## WHAT NEEDS TO BE DONE
Only lines below containing the string "updated" should be counted; please give that count by itself.

## RECORDS TO PROCESS
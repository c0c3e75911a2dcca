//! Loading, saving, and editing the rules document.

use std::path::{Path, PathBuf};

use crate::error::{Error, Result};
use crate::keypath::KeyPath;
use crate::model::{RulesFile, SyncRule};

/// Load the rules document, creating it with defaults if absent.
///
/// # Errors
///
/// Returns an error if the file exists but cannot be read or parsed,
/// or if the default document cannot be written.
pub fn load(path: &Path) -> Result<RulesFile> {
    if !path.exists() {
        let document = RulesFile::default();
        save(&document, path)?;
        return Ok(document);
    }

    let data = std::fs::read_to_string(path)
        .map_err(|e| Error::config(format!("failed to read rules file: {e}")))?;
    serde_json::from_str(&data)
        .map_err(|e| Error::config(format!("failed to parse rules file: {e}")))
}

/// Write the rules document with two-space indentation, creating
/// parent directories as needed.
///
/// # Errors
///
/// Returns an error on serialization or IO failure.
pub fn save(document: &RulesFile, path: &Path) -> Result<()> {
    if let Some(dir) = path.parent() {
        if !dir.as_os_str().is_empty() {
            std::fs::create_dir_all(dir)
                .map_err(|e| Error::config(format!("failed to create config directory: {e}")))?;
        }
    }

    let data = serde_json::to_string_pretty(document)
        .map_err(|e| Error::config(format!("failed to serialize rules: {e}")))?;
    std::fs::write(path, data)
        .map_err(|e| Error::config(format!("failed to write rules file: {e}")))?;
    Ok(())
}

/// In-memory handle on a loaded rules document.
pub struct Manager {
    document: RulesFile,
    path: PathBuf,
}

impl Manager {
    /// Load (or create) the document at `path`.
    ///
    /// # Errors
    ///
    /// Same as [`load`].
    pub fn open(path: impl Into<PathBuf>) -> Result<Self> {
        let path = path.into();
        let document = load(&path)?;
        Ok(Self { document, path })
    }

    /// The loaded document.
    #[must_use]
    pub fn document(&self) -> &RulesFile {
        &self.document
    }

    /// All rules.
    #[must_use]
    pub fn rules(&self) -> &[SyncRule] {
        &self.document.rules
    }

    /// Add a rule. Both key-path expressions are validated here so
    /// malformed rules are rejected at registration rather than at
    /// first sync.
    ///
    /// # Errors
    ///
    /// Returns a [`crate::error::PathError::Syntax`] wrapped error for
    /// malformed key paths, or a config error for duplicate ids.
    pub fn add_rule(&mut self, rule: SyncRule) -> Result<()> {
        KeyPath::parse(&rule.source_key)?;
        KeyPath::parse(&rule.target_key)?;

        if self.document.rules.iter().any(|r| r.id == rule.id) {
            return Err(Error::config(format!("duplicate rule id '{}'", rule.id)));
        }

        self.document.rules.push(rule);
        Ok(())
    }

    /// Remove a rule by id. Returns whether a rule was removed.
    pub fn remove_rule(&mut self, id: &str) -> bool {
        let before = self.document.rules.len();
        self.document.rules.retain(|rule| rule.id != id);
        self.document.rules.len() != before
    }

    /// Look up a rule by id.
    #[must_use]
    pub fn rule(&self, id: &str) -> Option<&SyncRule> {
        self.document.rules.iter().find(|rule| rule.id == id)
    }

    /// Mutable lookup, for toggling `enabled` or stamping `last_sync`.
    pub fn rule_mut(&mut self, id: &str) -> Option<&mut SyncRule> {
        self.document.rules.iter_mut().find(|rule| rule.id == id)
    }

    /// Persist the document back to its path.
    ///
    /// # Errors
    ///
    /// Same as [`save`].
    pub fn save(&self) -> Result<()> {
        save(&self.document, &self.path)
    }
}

--

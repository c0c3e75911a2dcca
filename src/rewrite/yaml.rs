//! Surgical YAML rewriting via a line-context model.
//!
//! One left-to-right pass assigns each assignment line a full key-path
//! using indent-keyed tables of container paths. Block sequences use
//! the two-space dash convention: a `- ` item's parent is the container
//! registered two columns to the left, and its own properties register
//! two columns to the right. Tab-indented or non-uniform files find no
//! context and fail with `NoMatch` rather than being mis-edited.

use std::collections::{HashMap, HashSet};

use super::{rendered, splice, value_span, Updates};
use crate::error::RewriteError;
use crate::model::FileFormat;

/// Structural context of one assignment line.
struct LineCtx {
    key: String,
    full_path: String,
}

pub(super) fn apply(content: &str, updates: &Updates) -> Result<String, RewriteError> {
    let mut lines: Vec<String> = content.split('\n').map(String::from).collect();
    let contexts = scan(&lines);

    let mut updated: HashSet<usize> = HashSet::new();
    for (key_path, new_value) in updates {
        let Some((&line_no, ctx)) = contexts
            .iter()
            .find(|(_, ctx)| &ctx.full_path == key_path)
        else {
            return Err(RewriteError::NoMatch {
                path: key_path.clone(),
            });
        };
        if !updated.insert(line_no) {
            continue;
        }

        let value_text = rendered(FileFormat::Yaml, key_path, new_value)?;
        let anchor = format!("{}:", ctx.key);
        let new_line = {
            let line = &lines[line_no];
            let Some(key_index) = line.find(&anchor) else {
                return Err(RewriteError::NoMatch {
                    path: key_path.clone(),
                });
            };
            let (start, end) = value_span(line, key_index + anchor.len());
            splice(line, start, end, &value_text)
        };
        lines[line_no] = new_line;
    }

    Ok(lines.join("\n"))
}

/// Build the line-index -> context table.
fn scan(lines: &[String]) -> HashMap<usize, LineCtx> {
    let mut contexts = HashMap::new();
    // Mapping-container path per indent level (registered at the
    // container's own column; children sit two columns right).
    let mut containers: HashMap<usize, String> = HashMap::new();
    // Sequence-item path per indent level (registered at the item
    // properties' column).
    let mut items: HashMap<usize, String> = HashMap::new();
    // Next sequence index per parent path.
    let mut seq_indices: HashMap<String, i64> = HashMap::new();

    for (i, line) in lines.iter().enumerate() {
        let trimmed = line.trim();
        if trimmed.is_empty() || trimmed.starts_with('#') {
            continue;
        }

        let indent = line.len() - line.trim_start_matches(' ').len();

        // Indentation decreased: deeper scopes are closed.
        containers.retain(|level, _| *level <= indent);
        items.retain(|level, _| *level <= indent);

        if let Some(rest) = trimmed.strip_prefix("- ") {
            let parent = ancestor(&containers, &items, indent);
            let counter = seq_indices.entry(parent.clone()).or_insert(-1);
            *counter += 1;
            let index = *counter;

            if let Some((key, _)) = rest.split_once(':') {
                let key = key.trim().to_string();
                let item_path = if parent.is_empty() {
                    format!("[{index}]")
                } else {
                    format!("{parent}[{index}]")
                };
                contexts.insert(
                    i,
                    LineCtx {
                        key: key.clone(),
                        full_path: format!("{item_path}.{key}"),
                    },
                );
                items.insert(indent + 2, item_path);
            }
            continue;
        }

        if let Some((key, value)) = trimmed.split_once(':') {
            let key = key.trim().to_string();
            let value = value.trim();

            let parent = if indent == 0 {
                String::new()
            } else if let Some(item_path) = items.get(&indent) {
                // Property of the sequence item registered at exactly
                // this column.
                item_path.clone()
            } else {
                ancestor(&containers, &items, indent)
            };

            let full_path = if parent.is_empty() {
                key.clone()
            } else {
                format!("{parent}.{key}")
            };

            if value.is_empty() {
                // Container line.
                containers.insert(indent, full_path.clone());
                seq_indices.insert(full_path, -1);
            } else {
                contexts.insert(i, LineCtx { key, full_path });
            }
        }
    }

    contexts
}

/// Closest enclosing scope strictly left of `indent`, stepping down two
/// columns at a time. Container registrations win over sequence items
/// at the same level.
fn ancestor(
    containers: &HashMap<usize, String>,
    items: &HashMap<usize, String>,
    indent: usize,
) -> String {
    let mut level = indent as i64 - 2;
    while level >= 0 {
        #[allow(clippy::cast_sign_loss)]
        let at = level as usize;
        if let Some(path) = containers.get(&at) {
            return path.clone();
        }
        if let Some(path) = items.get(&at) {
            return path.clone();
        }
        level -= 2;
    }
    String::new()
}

## SOLUTION TO THIS EXERCISE
2